J Pathol Transl Med.  2024 Jan;58(1):22-28. 10.4132/jptm.2023.11.21.

Identification of invasive subpopulations using spatial transcriptome analysis in thyroid follicular tumors

Affiliations
  • 1Department of Pathology, Graduate School of Medicine, Osaka University, Suita, Osaka, Japan
  • 2Department of Diagnostic Pathology and Cytology, Kuma Hospital, Kobe, Hyogo, Japan
  • 3Genome Information Research Center, Research Institute for Microbial Diseases, Osaka University, Suita, Osaka, Japan
  • 4Institute for Open and Transdisciplinary Research Initiatives, Osaka University, Suita, Osaka, Japan

Abstract

Background
Follicular tumors include follicular thyroid adenomas and carcinomas; however, it is difficult to distinguish between the two when the cytology or biopsy material is obtained from a portion of the tumor. The presence or absence of invasion in the resected material is used to differentiate between adenomas and carcinomas, which often results in the unnecessary removal of the adenomas. If nodules that may be follicular thyroid carcinomas are identified preoperatively, active surveillance of other nodules as adenomas is possible, which reduces the risk of surgical complications and the expenses incurred during medical treatment. Therefore, we aimed to identify biomarkers in the invasive subpopulation of follicular tumor cells.
Methods
We performed a spatial transcriptome analysis of a case of follicular thyroid carcinoma and examined the dynamics of CD74 expression in 36 cases.
Results
We identified a subpopulation in a region close to the invasive area, and this subpopulation expressed high levels of CD74. Immunohistochemically, CD74 was highly expressed in the invasive and peripheral areas of the tumor.
Conclusions
Although high CD74 expression has been reported in papillary and anaplastic thyroid carcinomas, it has not been analyzed in follicular thyroid carcinomas. Furthermore, the heterogeneity of CD74 expression in thyroid tumors has not yet been reported.
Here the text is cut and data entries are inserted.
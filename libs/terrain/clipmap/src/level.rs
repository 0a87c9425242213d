// This file is part of Nitrogen.
//
// Nitrogen is free software: you can redistribute it and/or modify
// it under the terms of the GNU General Public License as published by
// the Free Software Foundation, either version 3 of the License, or
// (at your option) any later version.
//
// Nitrogen is distributed in the hope that it will be useful,
// but WITHOUT ANY WARRANTY; without even the implied warranty of
// MERCHANTABILITY or FITNESS FOR A PARTICULAR PURPOSE.  See the
// GNU General Public License for more details.
//
// You should have received a copy of the GNU General Public License
// along with Nitrogen.  If not, see <http://www.gnu.org/licenses/>.
use crate::texture::ClipmapTexture;
use anyhow::{ensure, Result};
use raster::PostExtent;

/// A window onto one raster level and the toroidal texture holding it.
///
/// `origin_in_texture` is the physical texel holding the south-west post of the current
/// extent. Moving the window moves the origin by the same amount, modulo the texture size, so
/// only newly exposed posts need to be written.
#[derive(Clone, Debug)]
pub struct ClipmapLayer<T> {
    raster_level: usize,
    texture: ClipmapTexture<T>,
    current_extent: Option<PostExtent>,
    next_extent: PostExtent,
    origin_in_texture: (i32, i32),
}

impl<T: Copy + Default> ClipmapLayer<T> {
    pub fn new(raster_level: usize, width: u32, height: u32) -> Result<Self> {
        Ok(Self {
            raster_level,
            texture: ClipmapTexture::new(width, height)?,
            current_extent: None,
            next_extent: PostExtent::from_origin_and_size(0, 0, width as i32, height as i32),
            origin_in_texture: (0, 0),
        })
    }

    /// Index of the raster level this layer samples.
    pub fn raster_level(&self) -> usize {
        self.raster_level
    }

    pub fn size(&self) -> (i32, i32) {
        (self.texture.width() as i32, self.texture.height() as i32)
    }

    pub fn texture(&self) -> &ClipmapTexture<T> {
        &self.texture
    }

    pub(crate) fn texture_mut(&mut self) -> &mut ClipmapTexture<T> {
        &mut self.texture
    }

    /// What the texture holds, or None before the first update.
    pub fn current_extent(&self) -> Option<&PostExtent> {
        self.current_extent.as_ref()
    }

    pub fn next_extent(&self) -> &PostExtent {
        &self.next_extent
    }

    pub fn set_next_extent(&mut self, extent: PostExtent) -> Result<()> {
        let (width, height) = self.size();
        ensure!(
            extent.width() == width && extent.height() == height,
            "clip window {extent} does not match texture size {width}x{height}"
        );
        self.next_extent = extent;
        Ok(())
    }

    pub fn origin_in_texture(&self) -> (i32, i32) {
        self.origin_in_texture
    }

    pub fn is_current(&self) -> bool {
        self.current_extent == Some(self.next_extent)
    }

    pub(crate) fn commit(&mut self, origin_in_texture: (i32, i32)) {
        self.current_extent = Some(self.next_extent);
        self.origin_in_texture = origin_in_texture;
    }

    fn window(&self) -> &PostExtent {
        self.current_extent.as_ref().unwrap_or(&self.next_extent)
    }

    /// The physical texel of a logical post. Posts outside the window alias into it.
    pub fn to_physical(&self, x: i32, y: i32) -> (u32, u32) {
        let (width, height) = self.size();
        let window = self.window();
        (
            (self.origin_in_texture.0 + (x - window.west)).rem_euclid(width) as u32,
            (self.origin_in_texture.1 + (y - window.south)).rem_euclid(height) as u32,
        )
    }

    pub fn sample(&self, x: i32, y: i32) -> Option<T> {
        let extent = self.current_extent.as_ref()?;
        if !extent.contains(x, y) {
            return None;
        }
        let (px, py) = self.to_physical(x, y);
        Some(self.texture.get(px, py))
    }

    /// As `sample`, but clamps to the edge of the current extent.
    pub fn sample_clamped(&self, x: i32, y: i32) -> Option<T> {
        let extent = self.current_extent.as_ref()?;
        self.sample(
            x.clamp(extent.west, extent.east),
            y.clamp(extent.south, extent.north),
        )
    }

    /// Write one row of texels starting at logical post `(x, y)`. The row must not cross the
    /// physical wrap; split updates first.
    pub(crate) fn write_row(&mut self, x: i32, y: i32, row: &[T]) {
        let (px, py) = self.to_physical(x, y);
        self.texture
            .span_mut(px, py, row.len() as u32)
            .copy_from_slice(row);
    }
}

/// Everything one level of detail keeps resident: heights, their normals, and optionally
/// imagery, each in a toroidal texture.
#[derive(Clone, Debug)]
pub struct ClipmapLevel {
    index: usize,
    terrain: ClipmapLayer<f32>,
    // Shares the terrain window and origin.
    normals: ClipmapTexture<[f32; 3]>,
    imagery: Option<ClipmapLayer<[u8; 4]>>,
    offset_strip_on_east: bool,
    offset_strip_on_north: bool,
}

impl ClipmapLevel {
    pub fn new(
        index: usize,
        clipmap_posts: u32,
        imagery: Option<(usize, u32, u32)>,
    ) -> Result<Self> {
        let imagery = match imagery {
            Some((raster_level, width, height)) => {
                Some(ClipmapLayer::new(raster_level, width, height)?)
            }
            None => None,
        };
        Ok(Self {
            index,
            terrain: ClipmapLayer::new(index, clipmap_posts, clipmap_posts)?,
            normals: ClipmapTexture::new(clipmap_posts, clipmap_posts)?,
            imagery,
            offset_strip_on_east: false,
            offset_strip_on_north: false,
        })
    }

    pub fn index(&self) -> usize {
        self.index
    }

    pub fn terrain(&self) -> &ClipmapLayer<f32> {
        &self.terrain
    }

    pub fn terrain_mut(&mut self) -> &mut ClipmapLayer<f32> {
        &mut self.terrain
    }

    pub fn normals(&self) -> &ClipmapTexture<[f32; 3]> {
        &self.normals
    }

    /// The normal at a logical terrain post, if the post is in the current window.
    pub fn normal(&self, x: i32, y: i32) -> Option<[f32; 3]> {
        let extent = self.terrain.current_extent()?;
        if !extent.contains(x, y) {
            return None;
        }
        let (px, py) = self.terrain.to_physical(x, y);
        Some(self.normals.get(px, py))
    }

    pub(crate) fn terrain_and_normals_mut(
        &mut self,
    ) -> (&ClipmapLayer<f32>, &mut ClipmapTexture<[f32; 3]>) {
        (&self.terrain, &mut self.normals)
    }

    pub fn imagery(&self) -> Option<&ClipmapLayer<[u8; 4]>> {
        self.imagery.as_ref()
    }

    pub fn imagery_mut(&mut self) -> Option<&mut ClipmapLayer<[u8; 4]>> {
        self.imagery.as_mut()
    }

    pub fn offset_strip_on_east(&self) -> bool {
        self.offset_strip_on_east
    }

    pub fn offset_strip_on_north(&self) -> bool {
        self.offset_strip_on_north
    }

    pub(crate) fn set_offset_strips(&mut self, on_east: bool, on_north: bool) {
        self.offset_strip_on_east = on_east;
        self.offset_strip_on_north = on_north;
    }
}
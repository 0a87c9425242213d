// This file is part of Nitrogen.
//
// Nitrogen is free software: you can redistribute it and/or modify
// it under the terms of the GNU General Public License as published by
// the Free Software Foundation, either version 3 of the License, or
// (at your option) any later version.
//
// Nitrogen is distributed in the hope that it will be useful,
// but WITHOUT ANY WARRANTY; without even the implied warranty of
// MERCHANTABILITY or FITNESS FOR A PARTICULAR PURPOSE.  See the
// GNU General Public License for more details.
//
// You should have received a copy of the GNU General Public License
// along with Nitrogen.  If not, see <http://www.gnu.org/licenses/>.
use std::fmt;

#[derive(Clone, Copy, Debug, Eq, PartialEq)]
pub enum ChildIndex {
    SouthWest,
    SouthEast,
    NorthWest,
    NorthEast,
}

impl ChildIndex {
    pub fn all() -> [ChildIndex; 4] {
        [
            Self::SouthWest,
            Self::SouthEast,
            Self::NorthWest,
            Self::NorthEast,
        ]
    }

    pub fn to_index(&self) -> usize {
        match self {
            Self::SouthWest => 0, // 00
            Self::SouthEast => 1, // 01
            Self::NorthWest => 2, // 10
            Self::NorthEast => 3, // 11
        }
    }

    fn offset(&self) -> (i32, i32) {
        match self {
            Self::SouthWest => (0, 0),
            Self::SouthEast => (1, 0),
            Self::NorthWest => (0, 1),
            Self::NorthEast => (1, 1),
        }
    }
}

/// Names one tile: its level in the pyramid and its column and row within that level.
#[derive(Clone, Copy, Debug, Eq, PartialEq, Hash, Ord, PartialOrd)]
pub struct RasterTileIdentifier {
    pub level: usize,
    pub x: i32,
    pub y: i32,
}

impl RasterTileIdentifier {
    pub fn new(level: usize, x: i32, y: i32) -> Self {
        Self { level, x, y }
    }

    /// The quadrant of this tile one level finer, assuming the finer level has twice the
    /// posts per degree and the same posts per tile.
    pub fn child(&self, index: ChildIndex) -> Self {
        let (dx, dy) = index.offset();
        Self::new(self.level + 1, self.x * 2 + dx, self.y * 2 + dy)
    }

    pub fn children(&self) -> [Self; 4] {
        ChildIndex::all().map(|index| self.child(index))
    }
}

impl fmt::Display for RasterTileIdentifier {
    fn fmt(&self, f: &mut fmt::Formatter) -> fmt::Result {
        write!(f, "{}/{}/{}", self.level, self.y, self.x)
    }
}
// This file is part of Nitrogen.
//
// Nitrogen is free software: you can redistribute it and/or modify
// it under the terms of the GNU General Public License as published by
// the Free Software Foundation, either version 3 of the License, or
// (at your option) any later version.
//
// Nitrogen is distributed in the hope that it will be useful,
// but WITHOUT ANY WARRANTY; without even the implied warranty of
// MERCHANTABILITY or FITNESS FOR A PARTICULAR PURPOSE.  See the
// GNU General Public License for more details.
//
// You should have received a copy of the GNU General Public License
// along with Nitrogen.  If not, see <http://www.gnu.org/licenses/>.
// What the terrain asks of a renderer. Textures stay with the clip levels; a renderer binds
// them per level and then draws patch meshes with per-draw uniforms.
use crate::{level::ClipmapLevel, patch::PatchKind};
use anyhow::Result;
use fxhash::FxHashMap;
use geometry::Mesh;

#[derive(Clone, Copy, Debug, Eq, PartialEq)]
pub enum CullFace {
    None,
    Back,
    Front,
}

#[derive(Clone, Copy, Debug, Eq, PartialEq)]
pub enum DepthTest {
    Always,
    Less,
    LessEqual,
}

#[derive(Clone, Copy, Debug, Eq, PartialEq)]
pub struct RenderState {
    pub cull_face: CullFace,
    pub depth_test: DepthTest,
    pub blending: bool,
}

impl Default for RenderState {
    fn default() -> Self {
        Self {
            cull_face: CullFace::Back,
            depth_test: DepthTest::Less,
            blending: false,
        }
    }
}

#[derive(Clone, Copy, Debug, PartialEq)]
pub enum UniformValue {
    Float(f32),
    Vec2([f32; 2]),
    Bool(bool),
}

/// Shader inputs for one patch draw. Positions are in posts unless noted.
#[derive(Clone, Copy, Debug, Default, PartialEq)]
pub struct PatchUniforms {
    pub patch_origin_in_clipped_level: [f32; 2],
    /// Degrees per post.
    pub level_scale_factor: [f32; 2],
    /// Degrees at the south-west post of the level.
    pub level_offset_from_world_origin: [f32; 2],
    pub fine_texture_origin: [f32; 2],
    pub fine_level_origin_in_coarse: [f32; 2],
    pub view_position_in_clipped_level: [f32; 2],
    pub unblended_region_size: f32,
    pub one_over_blended_region_size: f32,
    pub use_blend_regions: bool,
    pub height_exaggeration: f32,
    pub imagery_texture_origin: [f32; 2],
    pub terrain_to_imagery_resolution_ratio: [f32; 2],
}

impl PatchUniforms {
    pub fn named_values(&self) -> [(&'static str, UniformValue); 12] {
        use UniformValue::*;
        [
            (
                "patch_origin_in_clipped_level",
                Vec2(self.patch_origin_in_clipped_level),
            ),
            ("level_scale_factor", Vec2(self.level_scale_factor)),
            (
                "level_offset_from_world_origin",
                Vec2(self.level_offset_from_world_origin),
            ),
            ("fine_texture_origin", Vec2(self.fine_texture_origin)),
            (
                "fine_level_origin_in_coarse",
                Vec2(self.fine_level_origin_in_coarse),
            ),
            (
                "view_position_in_clipped_level",
                Vec2(self.view_position_in_clipped_level),
            ),
            ("unblended_region_size", Float(self.unblended_region_size)),
            (
                "one_over_blended_region_size",
                Float(self.one_over_blended_region_size),
            ),
            ("use_blend_regions", Bool(self.use_blend_regions)),
            ("height_exaggeration", Float(self.height_exaggeration)),
            ("imagery_texture_origin", Vec2(self.imagery_texture_origin)),
            (
                "terrain_to_imagery_resolution_ratio",
                Vec2(self.terrain_to_imagery_resolution_ratio),
            ),
        ]
    }
}

pub struct DrawCommand<'a> {
    pub level: usize,
    pub kind: PatchKind,
    pub mesh: &'a Mesh,
    pub uniforms: PatchUniforms,
    pub render_state: RenderState,
}

pub trait TerrainRenderer {
    /// Make `level`'s textures, and those of the next coarser level for blending, current.
    fn bind_level(&mut self, level: &ClipmapLevel, coarser: Option<&ClipmapLevel>) -> Result<()>;

    fn draw(&mut self, command: &DrawCommand) -> Result<()>;
}

#[derive(Clone, Debug, PartialEq)]
pub struct RecordedDraw {
    pub level: usize,
    pub kind: PatchKind,
    pub triangles: usize,
    pub uniforms: PatchUniforms,
    pub named_uniforms: Vec<(&'static str, UniformValue)>,
    pub render_state: RenderState,
}

impl RecordedDraw {
    pub fn uniform(&self, name: &str) -> Option<UniformValue> {
        self.named_uniforms
            .iter()
            .find(|(n, _)| *n == name)
            .map(|(_, value)| *value)
    }
}

/// Keeps every draw it is given. Used headless and in tests.
#[derive(Debug, Default)]
pub struct RecordingRenderer {
    bound_levels: Vec<usize>,
    draws: Vec<RecordedDraw>,
}

impl RecordingRenderer {
    pub fn bound_levels(&self) -> &[usize] {
        &self.bound_levels
    }

    pub fn draws(&self) -> &[RecordedDraw] {
        &self.draws
    }

    pub fn draws_for_level(&self, level: usize) -> impl Iterator<Item = &RecordedDraw> + '_ {
        self.draws.iter().filter(move |d| d.level == level)
    }

    pub fn triangle_count(&self) -> usize {
        self.draws.iter().map(|d| d.triangles).sum()
    }

    pub fn draws_by_kind(&self) -> FxHashMap<PatchKind, usize> {
        let mut counts = FxHashMap::default();
        for draw in &self.draws {
            *counts.entry(draw.kind).or_insert(0) += 1;
        }
        counts
    }

    pub fn clear(&mut self) {
        self.bound_levels.clear();
        self.draws.clear();
    }
}

impl TerrainRenderer for RecordingRenderer {
    fn bind_level(&mut self, level: &ClipmapLevel, _coarser: Option<&ClipmapLevel>) -> Result<()> {
        self.bound_levels.push(level.index());
        Ok(())
    }

    fn draw(&mut self, command: &DrawCommand) -> Result<()> {
        self.draws.push(RecordedDraw {
            level: command.level,
            kind: command.kind,
            triangles: command.mesh.triangle_count(),
            uniforms: command.uniforms,
            named_uniforms: command.uniforms.named_values().to_vec(),
            render_state: command.render_state,
        });
        Ok(())
    }
}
The CD74-positive subpopulation identified in this study may be useful in predicting invasion of follicular thyroid carcinomas.

Keyword

Thyroid; Follicular carcinoma; Spatial transcriptome analysis; CD74; Capsular invasion

Figure

  • Fig. 1. Spatial transcriptomic analysis of follicular thyroid carcinoma with minimally invasive area. (A) Hematoxylin and eosin staining of examined case. (B) The invasive, peripheral, and central areas are shown. (C) Three clusters are obtained by Louvain clustering with a resolution of 0.1. Invasive area is shown with the asterisk. (D) Features of three clusters obtained by dimensionality reduction through classical principal component analysis integrated uniform manifold approximation and projection (UMAP).

  • Fig. 2. Immunohistochemical analyses of CD74 in follicular thyroid carcinoma. (A) Hematoxylin and eosin staining. (B) Immunohistochemical staining using anti-CD74 antibody. (C) Double immunohistochemical staining using anti-CD74 (brown) and anti-thyroid transcription factor-1 (red) antibodies. (D) High power field of (C).

  • Fig. 3. Evaluation of CD74 staining intensity with histological index. (A) Typical image of CD74 immunohistochemical staining. Staining intensity was divided into three categories; high intensity (++), low intensity (+), and no signal (–) defined as strong, weak, and no staining, respectively. (B) Box plot of CD74 staining intensity in invasive, peripheral, and central areas. Significant differences were detected between the invasive and central areas, and between peripheral and central areas. (C) Line graph of CD74 staining intensity in each case.